These tragic happinings made me fell I had lost part of me in that fire. A part of myself, part of my family. I can't say that, it's so hard... I have lost my little sister! It's devestating! It's the betrayal of life. I was deluded, deceived by young mind, but I was so vulnerable I can't remember all this unbearable weight. 

I was obliged to conceal it all, to hide it from myself. Actually I have to conciliate this inner contradiction, release myself for this hell. 

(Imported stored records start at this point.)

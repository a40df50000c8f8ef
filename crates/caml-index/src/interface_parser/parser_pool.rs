//
// interface_parser/parser_pool.rs
//
// Thread-local OCaml interface parser for efficient parser reuse
//

use std::cell::RefCell;
use tree_sitter::Parser;

thread_local! {
    static PARSER: RefCell<Parser> = RefCell::new({
        let mut parser = Parser::new();
        parser.set_language(&tree_sitter_ocaml::LANGUAGE_OCAML_INTERFACE.into())
            .expect("Failed to set OCaml interface language");
        parser
    });
}

/// Execute a function with a thread-local parser instance.
/// The parser is reused across calls on the same thread, so rayon workers
/// and blocking tasks each keep their own.
pub fn with_parser<F, R>(f: F) -> R
where
    F: FnOnce(&mut Parser) -> R,
{
    PARSER.with(|parser| f(&mut parser.borrow_mut()))
}

/// Collect non-extra (non-comment) children of a tree-sitter node.
pub(crate) fn non_extra_children<'a>(
    node: tree_sitter::Node<'a>,
    cursor: &mut tree_sitter::TreeCursor<'a>,
) -> Vec<tree_sitter::Node<'a>> {
    node.children(cursor).filter(|c| !c.is_extra()).collect()
}
//
// error.rs
//
// Error taxonomy for interface indexing
//

use std::path::PathBuf;

use thiserror::Error;

/// Failure to turn one interface file into a definition tree.
///
/// Callers log these and fall back to an empty module; a parse error never
/// aborts a build.
#[derive(Debug, Error)]
pub enum ParseError {
    #[error("failed to read {path}: {source}")]
    Io {
        path: PathBuf,
        #[source]
        source: std::io::Error,
    },
    #[error("{path} is not valid UTF-8")]
    InvalidUtf8 { path: PathBuf },
    /// The grammar rejected part of the file (an `ERROR` node)
    #[error("line {}: syntax error near `{found}`", .line + 1)]
    Syntax { line: u32, found: String },
    /// The grammar recovered by inserting a token that is not there
    #[error("line {}: missing `{expected}`", .line + 1)]
    Missing { line: u32, expected: String },
    #[error("the parser returned no syntax tree")]
    NoTree,
}

/// A configured search path that could not be turned into a directory.
///
/// Missing search paths are expected (projects list optional paths), so
/// discovery skips these quietly instead of reporting them.
#[derive(Debug, Error)]
pub enum DiscoveryError {
    #[error("search path `{entry}` does not resolve to an existing directory")]
    Unresolved { entry: String },
    #[error("failed to list {path}: {source}")]
    Unreadable {
        path: PathBuf,
        #[source]
        source: std::io::Error,
    },
}

/// Terminal state of a background index job
#[derive(Debug, Clone, Copy, PartialEq, Eq)]
pub enum JobStatus {
    /// Every file in the target list was parsed
    Completed,
    /// Cancellation was observed between two files
    Cancelled,
    /// No file list could be obtained
    Aborted,
    /// The worker task itself failed (panicked or was torn down)
    Failed,
}

impl std::fmt::Display for JobStatus {
    fn fmt(&self, f: &mut std::fmt::Formatter<'_>) -> std::fmt::Result {
        let s = match self {
            JobStatus::Completed => "completed",
            JobStatus::Cancelled => "cancelled",
            JobStatus::Aborted => "aborted",
            JobStatus::Failed => "failed",
        };
        f.write_str(s)
    }
}
// lib.rs - OCaml interface indexing for editor completion.
//
// The binary in main.rs is a thin driver over `cli`. Benchmarks and
// integration tests use the library directly.

pub mod background;
pub mod cli;
pub mod config;
pub mod definition;
pub mod discovery;
pub mod error;
pub mod index_cache;
pub mod interface_parser;
pub mod scope;
// test_utils is available in test builds and when the `test-support` feature is enabled.
#[cfg(any(test, feature = "test-support"))]
pub mod test_utils;

pub use background::{BackgroundIndexJob, IndexJobHandle, JobState, ProgressEvent};
pub use config::{IndexConfig, ProjectConfig};
pub use definition::{Definition, DefinitionKind};
pub use discovery::Project;
pub use error::{DiscoveryError, JobStatus, ParseError};
pub use index_cache::{BufferContext, IndexCache};
pub use interface_parser::InterfaceParser;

 I have now decided to make a break and continue my studies. I have studied in Harvard, and Mc Gill. I have a degree in History, but I didn't know what area I was going to pursue. I wasn't inspired. I hadn't any pleasant anticipation. So I have decided to come back to  my family farm in "Squidytown". I ran for Sheriff and I was elected in my small town between maybe 1880 and 1885. 

During this period I began looking at my last memory of the accident. I discovered some things, some old family secret from what seems like another life. This secret was hidden in the darkest side of our house basements. These things included research folders, drawings papers, files for the research of my dead father. One of them was speaking about old energies, which will be able to make a Gate, throught space and time. I was very aware of the importance of the documents in front of me. 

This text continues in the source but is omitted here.